Emissions intensity varies significantly by country, with Norway leading with an emission intensity of just under 7 kg/boe, significantly below the global average of 18 kg/boe. This is primarily driven by a ban on routine flaring, a strict CO2 tax regime and the electrification of large platforms. The UKCS is significantly more mature than Norway with an emissions intensity of between 21-22 kg/boe, slightly above the global average – which is also partly due to the UK being more dominated by liquids production (as opposed to gas). The trend in recent years has been quite positive for the UKCS, especially on the flaring side, with an overall decrease in intensity just shy of 10%.
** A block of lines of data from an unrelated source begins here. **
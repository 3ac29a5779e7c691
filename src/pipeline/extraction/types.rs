use std::path::Path;

use serde::{Deserialize, Serialize};

use super::ExtractionError;
use crate::pipeline::import::format::{FileCategory, FormatDetection};

/// A staged upload, loaded and ready for extraction.
#[derive(Debug, Clone)]
pub enum SourceDocument {
    /// PDF: an ordered sequence of pages.
    Paged(Vec<u8>),
    /// A single PNG or JPEG image.
    Raster(Vec<u8>),
}

impl SourceDocument {
    /// Read a staged file from disk, choosing the variant from its detected format.
    pub fn load(path: &Path, format: &FormatDetection) -> Result<Self, ExtractionError> {
        match format.category {
            FileCategory::Pdf => Ok(Self::Paged(std::fs::read(path)?)),
            FileCategory::Image => Ok(Self::Raster(std::fs::read(path)?)),
            FileCategory::Unsupported => Err(ExtractionError::UnsupportedFormat),
        }
    }

    pub fn kind(&self) -> DocumentKind {
        match self {
            Self::Paged(_) => DocumentKind::Pdf,
            Self::Raster(_) => DocumentKind::Image,
        }
    }
}

#[derive(Debug, Clone, Copy, Serialize, Deserialize, PartialEq, Eq)]
#[serde(rename_all = "snake_case")]
pub enum DocumentKind {
    Pdf,
    Image,
}

/// Where a page's text came from. Resolved once per page.
#[derive(Debug, Clone, Serialize, Deserialize, PartialEq)]
#[serde(tag = "method", rename_all = "snake_case")]
pub enum PageContent {
    /// Text embedded in the PDF structure.
    DirectText { text: String },
    /// Text recognized from the rendered page or image.
    OcrText { text: String, confidence: f32 },
}

impl PageContent {
    pub fn text(&self) -> &str {
        match self {
            Self::DirectText { text } | Self::OcrText { text, .. } => text,
        }
    }

    pub fn is_ocr(&self) -> bool {
        matches!(self, Self::OcrText { .. })
    }
}

/// Per-page extraction result
#[derive(Debug, Clone, Serialize, Deserialize)]
pub struct PageExtraction {
    /// 1-based, in document order.
    pub page_number: usize,
    pub content: PageContent,
}

/// Result of text extraction from a single document.
///
/// `text` is the final flat string handed to the caller; `pages` records how
/// each segment was obtained.
#[derive(Debug, Clone, Serialize, Deserialize)]
pub struct ExtractedText {
    pub kind: DocumentKind,
    pub text: String,
    pub pages: Vec<PageExtraction>,
}

impl ExtractedText {
    pub fn page_count(&self) -> usize {
        self.pages.len()
    }

    pub fn ocr_page_count(&self) -> usize {
        self.pages.iter().filter(|p| p.content.is_ocr()).count()
    }
}

/// Directly extracted text of one PDF page.
#[derive(Debug, Clone, PartialEq)]
pub struct PageText {
    pub page_number: usize,
    pub text: String,
}

/// Raw OCR result from the engine
#[derive(Debug)]
pub struct OcrPageResult {
    pub text: String,
    pub confidence: f32,
}

/// OCR engine abstraction (allows mocking for tests)
pub trait OcrEngine {
    fn ocr_image(&self, image_bytes: &[u8]) -> Result<OcrPageResult, ExtractionError>;

    /// Tesseract language string in use, e.g. "eng+vie".
    fn languages(&self) -> &str;
}

/// PDF text extraction abstraction
pub trait PdfExtractor {
    /// Embedded text of every page, in page order.
    fn extract_text(&self, pdf_bytes: &[u8]) -> Result<Vec<PageText>, ExtractionError>;
}

/// Renders a single PDF page to PNG bytes for OCR.
pub trait PdfPageRenderer {
    /// `page_index` is 0-based.
    fn render_page(
        &self,
        pdf_bytes: &[u8],
        page_index: usize,
        dpi: u32,
    ) -> Result<Vec<u8>, ExtractionError>;
}

/// Main extraction trait
pub trait TextExtractor {
    fn extract(&self, document: &SourceDocument) -> Result<ExtractedText, ExtractionError>;

    /// Load a staged file and extract it.
    fn extract_file(
        &self,
        path: &Path,
        format: &FormatDetection,
    ) -> Result<ExtractedText, ExtractionError> {
        let document = SourceDocument::load(path, format)?;
        self.extract(&document)
    }
}
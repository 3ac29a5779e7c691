//! Primary page rasterizer for scanned CV pages, backed by PDFium.
//!
//! The `Pdfium` handle is `!Send`, so it is bound again on every call and
//! `PdfiumRenderer` itself holds nothing.

use std::io::Cursor;
use std::sync::Mutex;

use image::{DynamicImage, ImageOutputFormat};
use pdfium_render::prelude::*;
use tracing::{debug, warn};

use super::types::PdfPageRenderer;
use super::ExtractionError;

/// Longest edge of a rendered page, in pixels.
const MAX_DIMENSION_PX: u32 = 4096;

const POINTS_PER_INCH: f32 = 72.0;

pub struct PdfiumRenderer;

impl PdfiumRenderer {
    /// Bind PDFium once so a missing library is reported at startup.
    ///
    /// The library is looked up at `PDFIUM_DYNAMIC_LIB_PATH`, then next to
    /// the executable (also `pdfium/` and `pdfium/lib/`), then on the system
    /// search path.
    pub fn new() -> Result<Self, ExtractionError> {
        load_pdfium()?;
        Ok(Self)
    }
}

fn unavailable(reason: String) -> ExtractionError {
    ExtractionError::PdfRendering { page: 0, reason }
}

fn load_pdfium() -> Result<Pdfium, ExtractionError> {
    if let Ok(path) = std::env::var("PDFIUM_DYNAMIC_LIB_PATH") {
        let bindings = Pdfium::bind_to_library(&path)
            .map_err(|e| unavailable(format!("Cannot load PDFium from {path}: {e}")))?;
        debug!(path = %path, "PDFium bound from PDFIUM_DYNAMIC_LIB_PATH");
        return Ok(Pdfium::new(bindings));
    }

    for lib_path in bundled_library_paths() {
        if let Ok(bindings) = Pdfium::bind_to_library(&lib_path) {
            debug!(path = %lib_path, "PDFium bound from executable directory");
            return Ok(Pdfium::new(bindings));
        }
    }

    let bindings = Pdfium::bind_to_system_library().map_err(|e| {
        unavailable(format!(
            "PDFium not found; install it or set PDFIUM_DYNAMIC_LIB_PATH ({e})"
        ))
    })?;
    Ok(Pdfium::new(bindings))
}

/// Platform-specific library file names next to the running binary.
fn bundled_library_paths() -> Vec<String> {
    let Some(exe_dir) = std::env::current_exe()
        .ok()
        .and_then(|exe| exe.parent().map(|p| p.to_path_buf()))
    else {
        return Vec::new();
    };

    [exe_dir.clone(), exe_dir.join("pdfium"), exe_dir.join("pdfium").join("lib")]
        .iter()
        .map(|dir| {
            Pdfium::pdfium_platform_library_name_at_path(dir.to_string_lossy().as_ref())
                .to_string_lossy()
                .into_owned()
        })
        .collect()
}

fn map_load_error(e: PdfiumError) -> ExtractionError {
    let msg = e.to_string();
    let lower = msg.to_lowercase();
    if lower.contains("password") || lower.contains("encrypt") {
        ExtractionError::PdfEncrypted
    } else {
        ExtractionError::PdfParsing(format!("PDFium could not open the document: {msg}"))
    }
}

/// Page size in points to pixels at `dpi`.
///
/// Both edges are at least 1px. When the longer edge would exceed
/// [`MAX_DIMENSION_PX`] the page is scaled down to fit, keeping its shape.
pub(crate) fn compute_render_dimensions(
    width_points: f32,
    height_points: f32,
    dpi: u32,
) -> (u32, u32) {
    let (w, h) = uncapped_dimensions(width_points, height_points, dpi);
    let longest = w.max(h);
    if longest <= MAX_DIMENSION_PX as f32 {
        return (w as u32, h as u32);
    }

    let shrink = MAX_DIMENSION_PX as f32 / longest;
    let fit = |edge: f32| ((edge * shrink) as u32).clamp(1, MAX_DIMENSION_PX);
    (fit(w), fit(h))
}

fn uncapped_dimensions(width_points: f32, height_points: f32, dpi: u32) -> (f32, f32) {
    let px_per_point = dpi as f32 / POINTS_PER_INCH;
    (
        (width_points * px_per_point).max(1.0),
        (height_points * px_per_point).max(1.0),
    )
}

fn render_error(page: usize, reason: String) -> ExtractionError {
    ExtractionError::PdfRendering { page, reason }
}

impl PdfPageRenderer for PdfiumRenderer {
    fn render_page(
        &self,
        pdf_bytes: &[u8],
        page_index: usize,
        dpi: u32,
    ) -> Result<Vec<u8>, ExtractionError> {
        let page_number = page_index + 1;
        let pdfium = load_pdfium()?;
        let document = pdfium
            .load_pdf_from_byte_slice(pdf_bytes, None)
            .map_err(map_load_error)?;
        let pages = document.pages();

        let page = u16::try_from(page_index)
            .ok()
            .and_then(|index| pages.get(index).ok())
            .ok_or_else(|| {
                render_error(
                    page_number,
                    format!("No page {page_number}, document has {} pages", pages.len()),
                )
            })?;

        let (width_pt, height_pt) = (page.width().value, page.height().value);
        let (width, height) = compute_render_dimensions(width_pt, height_pt, dpi);
        let (raw_w, raw_h) = uncapped_dimensions(width_pt, height_pt, dpi);
        if raw_w.max(raw_h) > MAX_DIMENSION_PX as f32 {
            warn!(page = page_number, raw_w, raw_h, width, height, "Oversized page scaled down");
        }

        let config = PdfRenderConfig::new()
            .set_target_width(width as i32)
            .set_maximum_height(height as i32);
        let bitmap = page
            .render_with_config(&config)
            .map_err(|e| render_error(page_number, e.to_string()))?;

        let png = encode_png(&bitmap.as_image())?;
        debug!(page = page_number, width, height, bytes = png.len(), "Page rasterized");
        Ok(png)
    }
}

fn encode_png(img: &DynamicImage) -> Result<Vec<u8>, ExtractionError> {
    let mut cursor = Cursor::new(Vec::new());
    img.write_to(&mut cursor, ImageOutputFormat::Png)
        .map_err(|e| ExtractionError::ImageProcessing(format!("PNG encoding failed: {e}")))?;
    Ok(cursor.into_inner())
}

/// Stand-in rasterizer that returns a 1x1 white PNG for every page in range.
///
/// Records which page indexes were rendered so tests can assert that only
/// text-less pages reached the rasterizer.
pub struct MockPdfPageRenderer {
    page_count: usize,
    rendered: Mutex<Vec<usize>>,
}

impl MockPdfPageRenderer {
    pub fn new(page_count: usize) -> Self {
        Self {
            page_count,
            rendered: Mutex::new(Vec::new()),
        }
    }

    /// 0-based indexes passed to `render_page`, in call order.
    pub fn rendered_pages(&self) -> Vec<usize> {
        self.rendered.lock().map(|r| r.clone()).unwrap_or_default()
    }
}

impl PdfPageRenderer for MockPdfPageRenderer {
    fn render_page(
        &self,
        _pdf_bytes: &[u8],
        page_index: usize,
        _dpi: u32,
    ) -> Result<Vec<u8>, ExtractionError> {
        if let Ok(mut rendered) = self.rendered.lock() {
            rendered.push(page_index);
        }
        if page_index >= self.page_count {
            return Err(render_error(
                page_index + 1,
                format!("No page {}, mock has {} pages", page_index + 1, self.page_count),
            ));
        }
        encode_png(&DynamicImage::ImageLuma8(image::GrayImage::from_pixel(
            1,
            1,
            image::Luma([255u8]),
        )))
    }
}

#[cfg(test)]
mod tests {
    use super::*;

    #[test]
    fn letter_at_200dpi() {
        // US Letter = 612 x 792 points
        let (w, h) = compute_render_dimensions(612.0, 792.0, 200);
        assert!(w > 1650 && w < 1750, "Letter width at 200dpi: got {w}");
        assert!(h > 2150 && h < 2250, "Letter height at 200dpi: got {h}");
    }

    #[test]
    fn a4_at_300dpi() {
        let (w, h) = compute_render_dimensions(595.0, 842.0, 300);
        assert!(w > 2400 && w < 2550, "A4 width at 300dpi: got {w}");
        assert!(h > 3450 && h < 3600, "A4 height at 300dpi: got {h}");
    }

    #[test]
    fn dimension_guard_caps_and_keeps_aspect_ratio() {
        let (w, h) = compute_render_dimensions(5000.0, 10000.0, 200);
        assert!(w <= MAX_DIMENSION_PX && h <= MAX_DIMENSION_PX);
        let ratio = h as f32 / w as f32;
        assert!((ratio - 2.0).abs() < 0.15, "Aspect ratio should be ~2:1, got {ratio}");
    }

    #[test]
    fn zero_points_clamped_to_1() {
        let (w, h) = compute_render_dimensions(0.0, 0.0, 200);
        assert!(w >= 1, "Width must be >= 1, got {w}");
        assert!(h >= 1, "Height must be >= 1, got {h}");
    }

    #[test]
    fn mock_returns_png_and_records_page() {
        let mock = MockPdfPageRenderer::new(3);
        let png = mock.render_page(&[], 1, 200).unwrap();
        assert_eq!(&png[..4], &[0x89, 0x50, 0x4E, 0x47]); // PNG magic
        assert_eq!(mock.rendered_pages(), vec![1]);
    }

    #[test]
    fn mock_errors_for_out_of_range() {
        let mock = MockPdfPageRenderer::new(2);
        let err = mock.render_page(&[], 2, 200).unwrap_err();
        assert!(matches!(err, ExtractionError::PdfRendering { page: 3, .. }));
    }

    #[test]
    fn mock_png_decodes_to_white_pixel() {
        let png = MockPdfPageRenderer::new(1).render_page(&[], 0, 200).unwrap();
        let img = image::load_from_memory(&png).unwrap().to_luma8();
        assert_eq!(img.dimensions(), (1, 1));
        assert_eq!(img.get_pixel(0, 0).0[0], 255);
    }

    #[test]
    fn dimensions_within_cap_are_unchanged() {
        assert_eq!(compute_render_dimensions(72.0, 144.0, 72), (72, 144));
    }
}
Upstream emissions from mature UKCS producing assets are hard-to-abate emissions and require substantial facility improvements and investments to achieve emission reduction targets. However, it is still achievable if timely actions for platform electrification are undertaken. It is probable that with North Sea Transition Deal targets in place, plans to electrify platforms should move forward from long lasting conceptual studies to actual project realization. The West of Shetland area’s green electrification and Buchan Area’s electrification projects may be prioritized since these areas include significant projects at pre-FID stage (Cambo, Rosebank and Buchan redevelopment). Green electrification may be crucial for these projects to go ahead given that emissions intensity is likely to be a crucial factor for companies in determining whether to proceed.